In RavenDB, I would use a structure such as this:
// a Conversation object
{
"FirstUserId": "users/19395",
"SecondUserId": "users/19396",
"Messages": [
{
"Order": 0,
"Sender": "Second",
"Sent": "2016-04-02T19:27:35.8140061",
"Content": "lijhuttj t bdjiqzu "
},
{
"Order": 1,
"Sender": "Second",
"Sent": "2016-04-02T19:27:35.8200960",
"Content": "pekuon eul co"
}
]
}
With this structure, I only need to find out which conversation I am looking for: the one between User A and User B. Any message between User A and User B is stored in this object, regardless of whether User A or User B was the sender.
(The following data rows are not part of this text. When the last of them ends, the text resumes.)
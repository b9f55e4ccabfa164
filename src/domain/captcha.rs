use chrono::{DateTime, Utc};
use serde::{Deserialize, Serialize};
use sqlx::FromRow;
use uuid::Uuid;
use validator::Validate;

/// Tolérance (en pixels) entre la position détectée et la position réelle
pub const SUCCESS_TOLERANCE_PX: f64 = 5.0;

/// Tentative de résolution d'un captcha à glissière
#[derive(Debug, Clone, Serialize, Deserialize, FromRow)]
pub struct CaptchaAttempt {
    pub id: Uuid,
    pub user_id: Uuid,
    /// SHA-256 hexadécimal de l'image soumise
    pub image_hash: String,
    pub detected_x: f64,
    pub actual_x: Option<f64>,
    pub success: bool,
    pub confidence: f64,
    pub provider: String,
    pub created_at: DateTime<Utc>,
}

#[derive(Debug, Clone, Deserialize, Validate)]
pub struct NewCaptchaAttempt {
    #[validate(length(min = 1, message = "L'image est requise"))]
    pub image_base64: String,
    #[validate(range(min = 0.0, message = "La position détectée ne peut pas être négative"))]
    pub detected_x: f64,
    #[serde(default)]
    pub actual_x: Option<f64>,
    pub confidence: f64,
    #[validate(length(min = 1, max = 64, message = "Le fournisseur est requis"))]
    pub provider: String,
}

/// Une tentative réussit quand l'écart reste dans la tolérance; sans vérité
/// terrain elle est comptée comme un échec
pub fn is_success(detected_x: f64, actual_x: Option<f64>) -> bool {
    match actual_x {
        Some(actual) => (detected_x - actual).abs() <= SUCCESS_TOLERANCE_PX,
        None => false,
    }
}

#[derive(Debug, Clone, Copy, Default, PartialEq, Serialize)]
pub struct AttemptStats {
    pub total: i64,
    pub successes: i64,
    pub success_rate: f64,
    pub average_confidence: f64,
}

/// Échantillon annoté du jeu de données d'entraînement
#[derive(Debug, Clone, PartialEq, Serialize, Deserialize)]
pub struct TrainingSample {
    pub id: Uuid,
    pub attempt_id: Option<Uuid>,
    pub image_file: String,
    pub gap_x: f64,
    pub gap_y: f64,
    pub width: u32,
    pub height: u32,
    pub created_at: DateTime<Utc>,
}

#[derive(Debug, Clone, Deserialize, Validate)]
pub struct NewTrainingSample {
    #[validate(length(min = 1, message = "L'image est requise"))]
    pub image_base64: String,
    #[validate(range(min = 0.0))]
    pub gap_x: f64,
    #[validate(range(min = 0.0))]
    pub gap_y: f64,
    #[validate(range(min = 1, message = "La largeur doit être positive"))]
    pub width: u32,
    #[validate(range(min = 1, message = "La hauteur doit être positive"))]
    pub height: u32,
    #[serde(default)]
    pub attempt_id: Option<Uuid>,
}

#[derive(Debug, Clone, Copy, Default, PartialEq, Serialize)]
pub struct DatasetStats {
    pub images: usize,
    pub annotations: usize,
}

#[cfg(test)]
mod tests {
    use super::*;

    #[test]
    fn success_within_tolerance() {
        assert!(is_success(100.0, Some(104.0)));
        assert!(is_success(100.0, Some(95.0)));
        assert!(!is_success(100.0, Some(106.0)));
        assert!(!is_success(100.0, None));
    }
}
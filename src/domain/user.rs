use chrono::{DateTime, Utc};
use serde::{Deserialize, Serialize};
use sqlx::FromRow;
use uuid::Uuid;
use validator::Validate;

/// Représente un utilisateur du système
#[derive(Debug, Clone, Serialize, Deserialize, FromRow)]
pub struct User {
    /// Identifiant unique de l'utilisateur (UUID)
    pub id: Uuid,
    /// Nom d'utilisateur (unique)
    pub username: String,
    /// Email de l'utilisateur (unique)
    pub email: String,
    /// Hash Argon2 du mot de passe (jamais exposé dans les APIs)
    #[serde(skip_serializing)]
    pub password_hash: String,
    /// Droits d'administration
    pub is_admin: bool,
    /// Date de création du compte
    pub created_at: DateTime<Utc>,
}

/// Données requises pour créer un nouvel utilisateur
#[derive(Debug, Clone, Deserialize, Validate)]
pub struct NewUser {
    #[validate(length(min = 3, max = 64, message = "Le nom d'utilisateur doit contenir entre 3 et 64 caractères"))]
    pub username: String,
    #[validate(email(message = "Format d'email invalide"))]
    pub email: String,
    #[validate(length(min = 8, message = "Le mot de passe doit contenir au moins 8 caractères"))]
    pub password: String,
}

/// Données pour la connexion d'un utilisateur
#[derive(Debug, Clone, Deserialize, Validate)]
pub struct UserLogin {
    /// Nom d'utilisateur ou email
    #[validate(length(min = 1, message = "L'identifiant est requis"))]
    pub login: String,
    #[validate(length(min = 1, message = "Le mot de passe est requis"))]
    pub password: String,
}
// core/credential_service.rs
use std::sync::Arc;

use chrono::Utc;
use tracing::info;
use uuid::Uuid;
use validator::Validate;

use crate::domain::integration::{
    IntegrationCredential, IntegrationStatus, Provider, StoreCredential,
};
use crate::infrastructure::database::Database;
use crate::infrastructure::error::{AppError, AppResult};
use crate::utils::security::{decrypt_secret, encrypt_secret, mask_secret};
use crate::utils::Config;

/// Jetons tiers des utilisateurs, chiffrés au repos
pub struct CredentialService {
    db: Database,
    config: Arc<Config>,
}

impl CredentialService {
    pub fn new(db: Database, config: Arc<Config>) -> Self {
        Self { db, config }
    }

    pub async fn store(
        &self,
        user_id: Uuid,
        provider: Provider,
        data: StoreCredential,
    ) -> AppResult<IntegrationStatus> {
        data.validate()?;
        let secret = data.secret.trim();

        let credential = IntegrationCredential {
            user_id,
            provider,
            encrypted_secret: encrypt_secret(secret, &self.config.secret_encryption_key)?,
            updated_at: Utc::now(),
        };
        self.db.credentials().upsert(&credential).await?;

        info!(user_id = %user_id, provider = %provider, "🔐 Identifiant d'intégration enregistré");
        Ok(IntegrationStatus {
            provider,
            configured: true,
            hint: Some(mask_secret(secret)),
            updated_at: Some(credential.updated_at),
        })
    }

    /// État de chaque fournisseur connu, secret masqué
    pub async fn status(&self, user_id: Uuid) -> AppResult<Vec<IntegrationStatus>> {
        let stored = self.db.credentials().list(user_id).await?;

        Provider::ALL
            .iter()
            .map(|provider| match stored.iter().find(|c| c.provider == *provider) {
                Some(credential) => {
                    let secret =
                        decrypt_secret(&credential.encrypted_secret, &self.config.secret_encryption_key)?;
                    Ok(IntegrationStatus {
                        provider: *provider,
                        configured: true,
                        hint: Some(mask_secret(&secret)),
                        updated_at: Some(credential.updated_at),
                    })
                }
                None => Ok(IntegrationStatus {
                    provider: *provider,
                    configured: false,
                    hint: None,
                    updated_at: None,
                }),
            })
            .collect()
    }

    pub async fn delete(&self, user_id: Uuid, provider: Provider) -> AppResult<()> {
        if !self.db.credentials().delete(user_id, provider).await? {
            return Err(AppError::NotFound(format!("Identifiant {}", provider)));
        }
        info!(user_id = %user_id, provider = %provider, "🗑️ Identifiant d'intégration supprimé");
        Ok(())
    }

    /// Secret en clair; réservé aux services internes, jamais exposé par l'API
    pub async fn reveal(&self, user_id: Uuid, provider: Provider) -> AppResult<Option<String>> {
        match self.db.credentials().find(user_id, provider).await? {
            Some(credential) => Ok(Some(decrypt_secret(
                &credential.encrypted_secret,
                &self.config.secret_encryption_key,
            )?)),
            None => Ok(None),
        }
    }
}
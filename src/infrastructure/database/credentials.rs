use sqlx::SqlitePool;
use uuid::Uuid;

use crate::{
    domain::integration::{IntegrationCredential, Provider},
    infrastructure::error::AppResult,
};

/// Stockage des secrets d'intégration (déjà chiffrés par l'appelant)
#[derive(Clone)]
pub struct CredentialRepository {
    pool: SqlitePool,
}

impl CredentialRepository {
    pub fn new(pool: SqlitePool) -> Self {
        Self { pool }
    }

    pub async fn upsert(&self, c: &IntegrationCredential) -> AppResult<()> {
        sqlx::query(
            r#"
            INSERT INTO integration_credentials (user_id, provider, encrypted_secret, updated_at)
            VALUES (?, ?, ?, ?)
            ON CONFLICT (user_id, provider) DO UPDATE SET
                encrypted_secret = excluded.encrypted_secret,
                updated_at = excluded.updated_at
            "#,
        )
        .bind(c.user_id)
        .bind(c.provider)
        .bind(&c.encrypted_secret)
        .bind(c.updated_at)
        .execute(&self.pool)
        .await?;
        Ok(())
    }

    pub async fn find(
        &self,
        user_id: Uuid,
        provider: Provider,
    ) -> AppResult<Option<IntegrationCredential>> {
        let row = sqlx::query_as::<_, IntegrationCredential>(
            "SELECT user_id, provider, encrypted_secret, updated_at FROM integration_credentials \
             WHERE user_id = ? AND provider = ?",
        )
        .bind(user_id)
        .bind(provider)
        .fetch_optional(&self.pool)
        .await?;
        Ok(row)
    }

    pub async fn list(&self, user_id: Uuid) -> AppResult<Vec<IntegrationCredential>> {
        let rows = sqlx::query_as::<_, IntegrationCredential>(
            "SELECT user_id, provider, encrypted_secret, updated_at FROM integration_credentials \
             WHERE user_id = ? ORDER BY provider",
        )
        .bind(user_id)
        .fetch_all(&self.pool)
        .await?;
        Ok(rows)
    }

    pub async fn delete(&self, user_id: Uuid, provider: Provider) -> AppResult<bool> {
        let result =
            sqlx::query("DELETE FROM integration_credentials WHERE user_id = ? AND provider = ?")
                .bind(user_id)
                .bind(provider)
                .execute(&self.pool)
                .await?;
        Ok(result.rows_affected() > 0)
    }
}

#[cfg(test)]
mod tests {
    use chrono::Utc;

    use super::*;
    use crate::infrastructure::database::{test_support::seed_user, Database};

    #[tokio::test]
    async fn upsert_replaces_secret() {
        let db = Database::in_memory().await.unwrap();
        let alice = seed_user(&db, "alice").await;
        let repo = db.credentials();

        for secret in ["v1", "v2"] {
            repo.upsert(&IntegrationCredential {
                user_id: alice.id,
                provider: Provider::Vinted,
                encrypted_secret: secret.into(),
                updated_at: Utc::now(),
            })
            .await
            .unwrap();
        }

        let stored = repo.find(alice.id, Provider::Vinted).await.unwrap().unwrap();
        assert_eq!(stored.encrypted_secret, "v2");
        assert_eq!(repo.list(alice.id).await.unwrap().len(), 1);
        assert!(repo.find(alice.id, Provider::Superbuy).await.unwrap().is_none());
        assert!(repo.delete(alice.id, Provider::Vinted).await.unwrap());
        assert!(!repo.delete(alice.id, Provider::Vinted).await.unwrap());
    }
}
pub mod captcha;
pub mod credentials;
pub mod market_analyses;
pub mod parcelles;
pub mod produits;
pub mod users;

use std::str::FromStr;
use std::time::Duration;

use sqlx::sqlite::{SqliteConnectOptions, SqliteJournalMode, SqlitePoolOptions};
use sqlx::SqlitePool;
use tracing::info;

use crate::infrastructure::error::{AppError, AppResult};

pub use captcha::CaptchaAttemptRepository;
pub use credentials::CredentialRepository;
pub use market_analyses::MarketAnalysisRepository;
pub use parcelles::ParcelleRepository;
pub use produits::ProduitRepository;
pub use users::UserRepository;

/// Gestion de la connexion à la base de données
#[derive(Clone)]
pub struct Database {
    pub pool: SqlitePool,
}

impl Database {
    /// Ouvre (et crée si besoin) la base SQLite
    pub async fn new(database_url: &str, max_connections: u32) -> AppResult<Self> {
        info!("🔌 Connexion à la base de données SQLite...");

        let options = SqliteConnectOptions::from_str(database_url)
            .map_err(|e| AppError::Configuration(format!("DATABASE_URL invalide: {}", e)))?
            .create_if_missing(true)
            .journal_mode(SqliteJournalMode::Wal)
            .busy_timeout(Duration::from_secs(5))
            .foreign_keys(true);

        let filename = options.clone().get_filename();
        if let Some(parent) = filename.parent() {
            if !parent.as_os_str().is_empty() {
                tokio::fs::create_dir_all(parent).await?;
            }
        }

        let pool = SqlitePoolOptions::new()
            .max_connections(max_connections.max(1))
            .connect_with(options)
            .await?;

        info!("✅ Connexion établie avec succès");
        Ok(Self { pool })
    }

    /// Base en mémoire, migrations appliquées (utilisée par les tests)
    pub async fn in_memory() -> AppResult<Self> {
        let options = SqliteConnectOptions::from_str("sqlite::memory:")
            .map_err(|e| AppError::Configuration(e.to_string()))?
            .foreign_keys(true);

        // Une seule connexion, jamais recyclée: chaque connexion aurait sa propre base
        let pool = SqlitePoolOptions::new()
            .max_connections(1)
            .idle_timeout(None)
            .max_lifetime(None)
            .connect_with(options)
            .await?;

        let db = Self { pool };
        db.run_migrations().await?;
        Ok(db)
    }

    /// Applique les migrations du dossier `migrations/`
    pub async fn run_migrations(&self) -> AppResult<()> {
        sqlx::migrate!("./migrations")
            .run(&self.pool)
            .await
            .map_err(|e| AppError::Infrastructure(format!("Échec des migrations: {}", e)))?;
        info!("📦 Migrations appliquées");
        Ok(())
    }

    pub fn users(&self) -> UserRepository {
        UserRepository::new(self.pool.clone())
    }

    pub fn parcelles(&self) -> ParcelleRepository {
        ParcelleRepository::new(self.pool.clone())
    }

    pub fn produits(&self) -> ProduitRepository {
        ProduitRepository::new(self.pool.clone())
    }

    pub fn market_analyses(&self) -> MarketAnalysisRepository {
        MarketAnalysisRepository::new(self.pool.clone())
    }

    pub fn credentials(&self) -> CredentialRepository {
        CredentialRepository::new(self.pool.clone())
    }

    pub fn captcha_attempts(&self) -> CaptchaAttemptRepository {
        CaptchaAttemptRepository::new(self.pool.clone())
    }
}
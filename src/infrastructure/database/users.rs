use sqlx::SqlitePool;
use uuid::Uuid;

use crate::{domain::user::User, infrastructure::error::AppResult};

const USER_COLUMNS: &str = "id, username, email, password_hash, is_admin, created_at";

/// Repository pour les opérations sur les utilisateurs
#[derive(Clone)]
pub struct UserRepository {
    pool: SqlitePool,
}

impl UserRepository {
    pub fn new(pool: SqlitePool) -> Self {
        Self { pool }
    }

    /// Insère un utilisateur; un doublon de nom ou d'email donne `AppError::Conflict`
    pub async fn insert(&self, user: &User) -> AppResult<()> {
        sqlx::query(
            r#"
            INSERT INTO users (id, username, email, password_hash, is_admin, created_at)
            VALUES (?, ?, ?, ?, ?, ?)
            "#,
        )
        .bind(user.id)
        .bind(&user.username)
        .bind(&user.email)
        .bind(&user.password_hash)
        .bind(user.is_admin)
        .bind(user.created_at)
        .execute(&self.pool)
        .await?;
        Ok(())
    }

    pub async fn find_by_id(&self, id: Uuid) -> AppResult<Option<User>> {
        let user = sqlx::query_as::<_, User>(&format!(
            "SELECT {} FROM users WHERE id = ?",
            USER_COLUMNS
        ))
        .bind(id)
        .fetch_optional(&self.pool)
        .await?;
        Ok(user)
    }

    /// Recherche par nom d'utilisateur ou par email (insensible à la casse pour l'email)
    pub async fn find_by_login(&self, login: &str) -> AppResult<Option<User>> {
        let user = sqlx::query_as::<_, User>(&format!(
            "SELECT {} FROM users WHERE username = ? OR lower(email) = lower(?) LIMIT 1",
            USER_COLUMNS
        ))
        .bind(login)
        .bind(login)
        .fetch_optional(&self.pool)
        .await?;
        Ok(user)
    }

    pub async fn count(&self) -> AppResult<i64> {
        let count: i64 = sqlx::query_scalar("SELECT COUNT(*) FROM users")
            .fetch_one(&self.pool)
            .await?;
        Ok(count)
    }
}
So once I find the conversation between them - and there are far less converations than actual messages - I can just grab all of the messages associated with it.
However, if the two participants talk a lot (and assuming that messages are stored for, let's say, 3 years) there can be tens of thousands of messages in a single conversation causing the object to grow very large.
But there is one thing I don't know how it works (specifically) in RavenDB. Does its internal storage and query mechanism allow (the DB engine, not the client) to grab just the (for example) 50 most recent messages without reading the whole object? Afterall, it uses indexing on the properties of objects, but I haven't found any information about whether reading parts of an object is possible DB-side. (That is, without the DB engine reading the whole object from disk, parsing it and then sending back just the required parts to the client).
If it is possible, I think using Raven is a better option in this scenario, if not, then I am not sure. So please help me clean it up by answering the issue mentioned in the previous paragraph along with any advices on what DB model would suit this certain scenario the best. RDBMSs? DocDBs? Maybe something else?
Thanks.
I would say the primary distinctions will be:
Does your application consume the data in JSON? -- Then store it as JSON (in a document DB) and avoid serializing/deserializing it.
Do you need to run analytical workloads on the data? -- Then use SQL
What consistency levels do you need? -- SQL is made for high consistency, docDBs are optimized for lower consistencies
Does your schema change much? -- then use a (schema-less) docDB
What scale are you anticipating? -- docDBs are usually easier to scale out
Note also that many modern cloud document databases (like Azure DocDB) can give you the best of both worlds as they support geo-replication, schema-less documents, auto-indexing, guaranteed latencies, and SQL queries. SQL Databases (like AWS Aurora) can handle massive throughput rates, but usually still require more hand-holding from a DBA.